早发现、早诊断、早干预是控制罕见病病情发展的重要措施，而许多罕见病缺少规范化临床实验室诊断标准，规范化诊断技术是提高罕见病诊治效率的重要环节。本文就罕见病实验室诊断技术作一综述，旨在概括性分析各项技术的优缺点，帮助临床医生系统了解罕见病诊断技术的发展历程及趋势，理解和选择用于不同疾病的诊断技术。

1 细胞遗传学技术

1.1 染色体核型分析

染色体核型分析作为细胞遗传学检测的常用方法，自20世纪60年代问世至今，一直是临床检测染色体数目或结构异常的常规技术，以G显带核型分析为主，分辨率为5～7 Mb，是从细胞水平分析遗传物质，多用于检测三倍体、节段非整倍体及大范围染色体结构异常等，可检测染色体平衡易位及倒位。临床上常用于不孕不育症、超声提示异常、有致畸因素接触史、流产史或有家族史等患者的产前诊断，常见的染色体疾病如21-三体综合征、Klinefelter综合征、Tuner综合征、染色体易位等均可采用此技术进行诊断。染色体核型分析实验操作较为简便，可直观体现细胞遗传物质的全景，但分辨率较低、实验周期较长，且结果分析对专业性要求高。近年来，随着生物信息学技术的发展，CytoGPS等工具能够帮助收集、整合核型数据，提高数据的实用性，使下游的数据分析更为方便[5-6]。

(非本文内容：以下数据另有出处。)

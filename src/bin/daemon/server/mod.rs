//! Server Module
//!
//! The daemon's request loop: a ZeroMQ REP socket receiving command lines,
//! a registry that parses them, and the commands that run them against the
//! layout service.

/// Command registry module - command names, argument counts and parsing
pub mod command_registry;

/// Commands module - registers every command and executes parsed ones
pub mod commands;

/// Reply formatting
pub mod response_handler;

/// Server module - implements the ZeroMQ communication layer and message handling
pub mod server;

1.2 荧光标记原位杂交（fluorescence in situ hybridization，FISH）

FISH是将探针标记上荧光素来检测DNA序列的一种杂交方法，能够分析染色体数目，帮助解析染色体（质）空间结构，研究染色质结构变异，包括易位、缺失、重复等。此方法具有简便易行、定位准确、灵敏度高及特异性高等优势，在临床诊疗中主要用于产前诊断和植入前诊断，检测细胞或组织样本是否存在染色体或基因异常，为各种遗传病的诊断、分型和预后提供有力依据[7-8]。FISH的分辨率高于染色体核型分析，在人类中期染色体上的分辨率水平为1～3 Mb，但检测位点有限，只能通过制备特异性探针检测已知位点。但即使多色荧光原位杂交（multiple-fluorescence in situ hybridization，M-FISH）的出现弥补了位点上的不足[5]，也不能完全克服FISH的局限性。随着FISH技术的发展与完善，其分辨率得到改善，灵敏度不断提高，DNA纤维荧光原位杂交、比较基因组原位杂交（comparative genomic hybridization，CGH）、三维荧光原位杂交（three-dimensional fluorescence in situ hybridization，3D-FISH）等技术的出现和推广，相信未来FISH技术在罕见病实验室诊断方面的应用也会有所突破[9]。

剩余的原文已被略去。